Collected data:

== == ==

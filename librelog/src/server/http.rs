//! HTTP server for librelog.

use std::net::SocketAddr;
use std::sync::Arc;

use axum::Router;
use axum::extract::DefaultBodyLimit;
use axum::middleware::{from_fn, from_fn_with_state};
use axum::routing::get;
use tokio::signal;

use super::auth::require_token;
use super::config::LogServerConfig;
use super::handlers::{
    AppState, handle_create_logset, handle_create_token, handle_delete_logset, handle_export,
    handle_get_logset, handle_healthy, handle_list_logsets, handle_list_tokens, handle_metrics,
    handle_query_logs, handle_ready, handle_revoke_token, handle_update_logset,
};
use super::ingest::{handle_ingest, handle_ingest_stream};
use super::metrics::Metrics;
use super::middleware::{trace_requests, track_metrics};
use crate::LogDb;

/// Builds the full router.
///
/// Everything under `/api/v1` requires a token; `/metrics` and the health
/// endpoints do not.
pub fn build_router(log: Arc<LogDb>, metrics: Arc<Metrics>, config: &LogServerConfig) -> Router {
    let state = AppState {
        log,
        metrics,
        max_message_bytes: config.max_message_bytes,
    };

    let api = Router::new()
        .route(
            "/api/v1/ingest",
            get(handle_ingest_stream).post(handle_ingest),
        )
        .route(
            "/api/v1/logsets",
            get(handle_list_logsets).post(handle_create_logset),
        )
        .route(
            "/api/v1/logsets/{id}",
            get(handle_get_logset)
                .put(handle_update_logset)
                .delete(handle_delete_logset),
        )
        .route("/api/v1/logsets/{id}/logs", get(handle_query_logs))
        .route("/api/v1/logsets/{id}/export", get(handle_export))
        .route(
            "/api/v1/tokens",
            get(handle_list_tokens).post(handle_create_token),
        )
        .route(
            "/api/v1/tokens/{hash}",
            axum::routing::delete(handle_revoke_token),
        )
        .route_layer(from_fn_with_state(state.clone(), require_token));

    let open = Router::new()
        .route("/metrics", get(handle_metrics))
        .route("/-/healthy", get(handle_healthy))
        .route("/-/ready", get(handle_ready));

    api.merge(open)
        .layer(DefaultBodyLimit::max(config.max_message_bytes))
        .layer(from_fn(trace_requests))
        .layer(from_fn_with_state(state.clone(), track_metrics))
        .with_state(state)
}

/// HTTP server for the log service.
pub struct LogServer {
    log: Arc<LogDb>,
    config: LogServerConfig,
}

impl LogServer {
    pub fn new(log: Arc<LogDb>, config: LogServerConfig) -> Self {
        Self { log, config }
    }

    /// Serves until SIGINT or SIGTERM, then closes the store.
    pub async fn run(self) -> std::io::Result<()> {
        let metrics = Arc::new(Metrics::new());
        let app = build_router(self.log.clone(), metrics, &self.config);

        let addr = SocketAddr::from(([0, 0, 0, 0], self.config.port));
        tracing::info!("Starting librelog HTTP server on {}", addr);

        let listener = tokio::net::TcpListener::bind(addr).await?;
        axum::serve(listener, app)
            .with_graceful_shutdown(shutdown_signal())
            .await?;

        if let Err(e) = self.log.close().await {
            tracing::error!("Failed to close log store: {}", e);
        }
        tracing::info!("Server shut down gracefully");
        Ok(())
    }
}

/// Listen for SIGTERM and SIGINT.
async fn shutdown_signal() {
    let ctrl_c = async {
        if let Err(e) = signal::ctrl_c().await {
            tracing::error!("Failed to install Ctrl+C handler: {}", e);
            std::future::pending::<()>().await;
        }
    };

    #[cfg(unix)]
    let terminate = async {
        match signal::unix::signal(signal::unix::SignalKind::terminate()) {
            Ok(mut sig) => {
                sig.recv().await;
            }
            Err(e) => {
                tracing::error!("Failed to install SIGTERM handler: {}", e);
                std::future::pending::<()>().await;
            }
        }
    };

    #[cfg(not(unix))]
    let terminate = std::future::pending::<()>();

    tokio::select! {
        _ = ctrl_c => tracing::info!("Received SIGINT, starting graceful shutdown"),
        _ = terminate => tracing::info!("Received SIGTERM, starting graceful shutdown"),
    }
}
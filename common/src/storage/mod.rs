//! Key-value storage abstraction.
//!
//! Services talk to storage through [`Storage`] (read-write) or
//! [`StorageRead`] (read-only). Writes are applied as atomic batches of
//! [`RecordOp`]s; reads are point lookups or ordered range scans.

pub mod config;
pub mod factory;
pub mod in_memory;
pub mod slate;

use async_trait::async_trait;
use bytes::Bytes;

use crate::BytesRange;

/// A single key-value pair.
#[derive(Debug, Clone, PartialEq, Eq)]
pub struct Record {
    pub key: Bytes,
    pub value: Bytes,
}

impl Record {
    pub fn new(key: Bytes, value: Bytes) -> Self {
        Self { key, value }
    }
}

/// A mutation inside a write batch.
#[derive(Debug, Clone, PartialEq, Eq)]
pub enum RecordOp {
    Put(Record),
    Delete(Bytes),
}

/// Options for write operations.
#[derive(Debug, Clone, Copy, Default)]
pub struct WriteOptions {
    /// Wait until the batch is durable before returning.
    pub await_durable: bool,
}

#[derive(Debug, Clone, thiserror::Error)]
pub enum StorageError {
    #[error("storage error: {0}")]
    Storage(String),

    #[error("internal error: {0}")]
    Internal(String),
}

impl StorageError {
    /// Wraps a backend error.
    pub fn from_storage(e: impl std::fmt::Display) -> Self {
        StorageError::Storage(e.to_string())
    }
}

pub type StorageResult<T> = std::result::Result<T, StorageError>;

/// Ordered iterator over records returned by a scan.
#[async_trait]
pub trait StorageIterator {
    async fn next(&mut self) -> StorageResult<Option<Record>>;
}

/// Read operations.
#[async_trait]
pub trait StorageRead: Send + Sync {
    /// Point lookup. Returns `None` if the key does not exist.
    async fn get(&self, key: Bytes) -> StorageResult<Option<Record>>;

    /// Scans keys in `range` in ascending byte order.
    async fn scan_iter(
        &self,
        range: BytesRange,
    ) -> StorageResult<Box<dyn StorageIterator + Send + 'static>>;
}

/// Read-write operations.
#[async_trait]
pub trait Storage: StorageRead {
    /// Applies all operations atomically.
    async fn apply_with_options(
        &self,
        ops: Vec<RecordOp>,
        options: WriteOptions,
    ) -> StorageResult<()>;

    async fn apply(&self, ops: Vec<RecordOp>) -> StorageResult<()> {
        self.apply_with_options(ops, WriteOptions::default()).await
    }

    /// Flushes and releases the backend.
    async fn close(&self) -> StorageResult<()>;
}
#[cfg(test)]
mod tests {
    use std::collections::HashSet;
    use std::time::{Duration, UNIX_EPOCH};

    use common::StorageConfig;
    use common::clock::MockClock;
    use common::storage::in_memory::InMemoryStorage;

    use super::*;

    fn test_config() -> Config {
        Config {
            storage: StorageConfig::InMemory,
            ..Default::default()
        }
    }

    async fn open_with_mock_clock() -> (LogDb, Arc<MockClock>) {
        let clock = Arc::new(MockClock::with_time(
            UNIX_EPOCH + Duration::from_secs(1_700_000_000),
        ));
        let db = LogDb::open_with_clock(test_config(), clock.clone())
            .await
            .unwrap();
        (db, clock)
    }

    fn payloads(records: &[LogRecord]) -> Vec<&[u8]> {
        records.iter().map(|r| r.payload.as_ref()).collect()
    }

    #[tokio::test]
    async fn should_open_log_with_in_memory_config() {
        // given
        let config = test_config();

        // when
        let result = LogDb::open(config).await;

        // then
        assert!(result.is_ok());
    }

    #[tokio::test]
    async fn should_append_and_read_back_record() {
        // given
        let (db, _) = open_with_mock_clock().await;
        let owner = OwnerId::generate();

        // when
        let stored = db
            .append(&owner, "app", Bytes::from(r#"{"cpu":12}"#))
            .await
            .unwrap();

        // then
        let page = db
            .range_query(&owner, "app", &RangeQuery::latest(100).unwrap())
            .await
            .unwrap();
        assert_eq!(page, vec![stored]);
        assert_eq!(page[0].received_at.timestamp(), 1_700_000_000);
    }

    #[tokio::test]
    async fn should_return_records_newest_first() {
        // given
        let (db, clock) = open_with_mock_clock().await;
        let owner = OwnerId::generate();
        for payload in ["a", "b", "c"] {
            db.append(&owner, "app", Bytes::from(payload)).await.unwrap();
            clock.advance(Duration::from_millis(1));
        }

        // when
        let page = db
            .range_query(&owner, "app", &RangeQuery::latest(100).unwrap())
            .await
            .unwrap();

        // then
        assert_eq!(payloads(&page), vec![&b"c"[..], &b"b"[..], &b"a"[..]]);
    }

    #[tokio::test]
    async fn should_assign_unique_timestamps_within_same_microsecond() {
        // given - the clock never moves
        let (db, _) = open_with_mock_clock().await;
        let owner = OwnerId::generate();

        // when
        for i in 0..10 {
            db.append(&owner, "app", Bytes::from(format!("{}", i)))
                .await
                .unwrap();
        }

        // then
        let page = db
            .range_query(&owner, "app", &RangeQuery::latest(100).unwrap())
            .await
            .unwrap();
        let stamps: HashSet<_> = page.iter().map(|r| r.received_at).collect();
        assert_eq!(stamps.len(), 10);
        assert_eq!(page[0].payload, Bytes::from("9"));
    }

    #[tokio::test]
    async fn should_keep_ordering_when_clock_steps_backwards() {
        // given
        let (db, clock) = open_with_mock_clock().await;
        let owner = OwnerId::generate();
        let first = db.append(&owner, "app", Bytes::from("a")).await.unwrap();
        clock.rewind(Duration::from_secs(60));

        // when
        let second = db.append(&owner, "app", Bytes::from("b")).await.unwrap();

        // then
        assert!(second.received_at > first.received_at);
    }

    #[tokio::test]
    async fn should_apply_exclusive_before_and_after_bounds() {
        // given
        let (db, clock) = open_with_mock_clock().await;
        let owner = OwnerId::generate();
        let mut stored = Vec::new();
        for i in 0..5 {
            stored.push(
                db.append(&owner, "app", Bytes::from(format!("{}", i)))
                    .await
                    .unwrap(),
            );
            clock.advance(Duration::from_secs(1));
        }

        // when
        let query = RangeQuery::new(
            100,
            Some(stored[4].received_at),
            Some(stored[1].received_at),
        )
        .unwrap();
        let page = db.range_query(&owner, "app", &query).await.unwrap();

        // then
        assert_eq!(payloads(&page), vec![&b"3"[..], &b"2"[..]]);
    }

    #[tokio::test]
    async fn should_return_empty_page_when_after_not_below_before() {
        // given
        let (db, _) = open_with_mock_clock().await;
        let owner = OwnerId::generate();
        let stored = db.append(&owner, "app", Bytes::from("a")).await.unwrap();

        // when
        let query = RangeQuery::new(10, Some(stored.received_at), Some(stored.received_at))
            .unwrap();
        let page = db.range_query(&owner, "app", &query).await.unwrap();

        // then
        assert!(page.is_empty());
    }

    #[tokio::test]
    async fn should_limit_page_length() {
        // given
        let (db, _) = open_with_mock_clock().await;
        let owner = OwnerId::generate();
        for i in 0..20 {
            db.append(&owner, "app", Bytes::from(format!("{}", i)))
                .await
                .unwrap();
        }

        // when
        let page = db
            .range_query(&owner, "app", &RangeQuery::latest(7).unwrap())
            .await
            .unwrap();

        // then
        assert_eq!(page.len(), 7);
        assert!(page.windows(2).all(|w| w[0].received_at > w[1].received_at));
    }

    #[tokio::test]
    async fn should_isolate_partitions_by_owner_and_logset() {
        // given
        let (db, _) = open_with_mock_clock().await;
        let alice = OwnerId::generate();
        let bob = OwnerId::generate();
        db.append(&alice, "app", Bytes::from("alice")).await.unwrap();
        db.append(&bob, "app", Bytes::from("bob")).await.unwrap();
        db.append(&alice, "app2", Bytes::from("other")).await.unwrap();

        // when
        let page = db
            .range_query(&alice, "app", &RangeQuery::latest(100).unwrap())
            .await
            .unwrap();

        // then
        assert_eq!(payloads(&page), vec![&b"alice"[..]]);
    }

    #[tokio::test]
    async fn should_reject_empty_logset_id() {
        let (db, _) = open_with_mock_clock().await;
        let result = db.append(&OwnerId::generate(), "", Bytes::from("x")).await;
        assert!(matches!(result, Err(Error::InvalidInput(_))));
    }

    #[tokio::test]
    async fn should_store_every_concurrent_append_exactly_once() {
        // given
        let (db, _) = open_with_mock_clock().await;
        let db = Arc::new(db);
        let owner = OwnerId::generate();

        // when
        let mut handles = Vec::new();
        for i in 0..50 {
            let db = Arc::clone(&db);
            handles.push(tokio::spawn(async move {
                db.append(&owner, "app", Bytes::from(format!("{}", i)))
                    .await
                    .unwrap()
            }));
        }
        for handle in handles {
            handle.await.unwrap();
        }

        // then
        let page = db
            .range_query(&owner, "app", &RangeQuery::latest(1000).unwrap())
            .await
            .unwrap();
        let distinct: HashSet<_> = page.iter().map(|r| r.payload.clone()).collect();
        assert_eq!(page.len(), 50);
        assert_eq!(distinct.len(), 50);
    }

    #[tokio::test]
    async fn should_continue_above_watermark_after_reopen() {
        // given
        let storage: Arc<dyn Storage> = Arc::new(InMemoryStorage::new());
        let clock = Arc::new(MockClock::with_time(
            UNIX_EPOCH + Duration::from_secs(1_700_000_000),
        ));
        let owner = OwnerId::generate();
        let db = LogDb::with_storage(storage.clone(), clock.clone(), WriteOptions::default())
            .await
            .unwrap();
        let first = db.append(&owner, "app", Bytes::from("a")).await.unwrap();
        clock.rewind(Duration::from_secs(3600));

        // when
        let reopened = LogDb::with_storage(storage, clock, WriteOptions::default())
            .await
            .unwrap();
        let second = reopened
            .append(&owner, "app", Bytes::from("b"))
            .await
            .unwrap();

        // then
        assert!(second.received_at > first.received_at);
    }

    #[tokio::test]
    async fn should_register_logset_on_first_append() {
        // given
        let (db, _) = open_with_mock_clock().await;
        let owner = OwnerId::generate();

        // when
        db.append(&owner, "ram", Bytes::from("{}")).await.unwrap();

        // then
        assert!(db.logset_exists(&owner, "ram").await.unwrap());
        assert!(!db.logset_exists(&OwnerId::generate(), "ram").await.unwrap());
        let logset = db.get_logset(&owner, "ram").await.unwrap();
        assert_eq!(logset.name, "ram");
    }

    #[tokio::test]
    async fn should_create_update_and_list_logsets() {
        // given
        let (db, _) = open_with_mock_clock().await;
        let owner = OwnerId::generate();
        let created = db.create_logset(&owner, "RAM", "").await.unwrap();

        // when
        let updated = db
            .update_logset(&owner, &created.id, None, Some("percent used"))
            .await
            .unwrap();

        // then
        assert_eq!(updated.name, "RAM");
        assert_eq!(updated.description, "percent used");
        let listed = db.list_logsets(&owner).await.unwrap();
        assert_eq!(listed, vec![updated]);
        assert!(db.list_logsets(&OwnerId::generate()).await.unwrap().is_empty());
    }

    #[tokio::test]
    async fn should_delete_logset_and_its_records() {
        // given
        let (db, _) = open_with_mock_clock().await;
        let owner = OwnerId::generate();
        for i in 0..5 {
            db.append(&owner, "app", Bytes::from(format!("{}", i)))
                .await
                .unwrap();
        }

        // when
        db.delete_logset(&owner, "app").await.unwrap();

        // then
        assert!(!db.logset_exists(&owner, "app").await.unwrap());
        let page = db
            .range_query(&owner, "app", &RangeQuery::latest(100).unwrap())
            .await
            .unwrap();
        assert!(page.is_empty());
        assert!(matches!(
            db.delete_logset(&owner, "app").await,
            Err(Error::NotFound(_))
        ));
    }

    #[tokio::test]
    async fn should_reregister_logset_appended_after_delete() {
        // given
        let (db, _) = open_with_mock_clock().await;
        let owner = OwnerId::generate();
        db.append(&owner, "app", Bytes::from("a")).await.unwrap();
        db.delete_logset(&owner, "app").await.unwrap();

        // when
        db.append(&owner, "app", Bytes::from("b")).await.unwrap();

        // then
        assert!(db.logset_exists(&owner, "app").await.unwrap());
    }

    /// Holds back large write batches until released.
    struct GatedStorage {
        inner: InMemoryStorage,
        gate: Arc<tokio::sync::Semaphore>,
    }

    #[async_trait]
    impl common::StorageRead for GatedStorage {
        async fn get(&self, key: Bytes) -> common::StorageResult<Option<Record>> {
            self.inner.get(key).await
        }

        async fn scan_iter(
            &self,
            range: common::BytesRange,
        ) -> common::StorageResult<Box<dyn common::StorageIterator + Send + 'static>> {
            self.inner.scan_iter(range).await
        }
    }

    #[async_trait]
    impl Storage for GatedStorage {
        async fn apply_with_options(
            &self,
            ops: Vec<RecordOp>,
            options: common::WriteOptions,
        ) -> common::StorageResult<()> {
            if ops.len() > 100 {
                if let Ok(permit) = self.gate.acquire().await {
                    permit.forget();
                }
            }
            self.inner.apply_with_options(ops, options).await
        }

        async fn close(&self) -> common::StorageResult<()> {
            Ok(())
        }
    }

    async fn open_gated() -> (Arc<LogDb>, Arc<tokio::sync::Semaphore>) {
        let gate = Arc::new(tokio::sync::Semaphore::new(0));
        let storage = Arc::new(GatedStorage {
            inner: InMemoryStorage::new(),
            gate: Arc::clone(&gate),
        });
        let clock = Arc::new(MockClock::with_time(
            UNIX_EPOCH + Duration::from_secs(1_700_000_000),
        ));
        let db = LogDb::with_storage(storage, clock, WriteOptions::default())
            .await
            .unwrap();
        (Arc::new(db), gate)
    }

    #[tokio::test]
    async fn should_not_block_other_appends_while_purging_records() {
        // given
        let (db, gate) = open_gated().await;
        let alice = OwnerId::generate();
        let bob = OwnerId::generate();
        for i in 0..1500 {
            db.append(&alice, "app", Bytes::from(format!("{}", i)))
                .await
                .unwrap();
        }
        let deleting = {
            let db = Arc::clone(&db);
            tokio::spawn(async move { db.delete_logset(&alice, "app").await })
        };

        // when
        let appended = tokio::time::timeout(
            Duration::from_secs(5),
            db.append(&bob, "metrics", Bytes::from("1")),
        )
        .await;

        // then
        assert!(appended.expect("append waited on the purge").is_ok());
        assert!(!deleting.is_finished());
        gate.add_permits(10);
        deleting.await.unwrap().unwrap();
        let page = db
            .range_query(&alice, "app", &RangeQuery::latest(10).unwrap())
            .await
            .unwrap();
        assert!(page.is_empty());
    }

    #[tokio::test]
    async fn should_keep_records_of_logset_recreated_during_purge() {
        // given
        let (db, gate) = open_gated().await;
        let owner = OwnerId::generate();
        for i in 0..1200 {
            db.append(&owner, "app", Bytes::from(format!("{}", i)))
                .await
                .unwrap();
        }
        let deleting = {
            let db = Arc::clone(&db);
            tokio::spawn(async move { db.delete_logset(&owner, "app").await })
        };
        while db.logset_exists(&owner, "app").await.unwrap() {
            tokio::task::yield_now().await;
        }

        // when
        db.append(&owner, "app", Bytes::from("fresh")).await.unwrap();
        gate.add_permits(10);
        deleting.await.unwrap().unwrap();

        // then
        let page = db
            .range_query(&owner, "app", &RangeQuery::latest(10).unwrap())
            .await
            .unwrap();
        assert_eq!(payloads(&page), vec![&b"fresh"[..]]);
        assert!(db.logset_exists(&owner, "app").await.unwrap());
    }
}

== == ==

▸ Exercise
Where a line of the records includes "inner", copy it.

▸ Answer section
        inner: InMemoryStorage,
            self.inner.get(key).await
            self.inner.scan_iter(range).await
            self.inner.apply_with_options(ops, options).await
            inner: InMemoryStorage::new(),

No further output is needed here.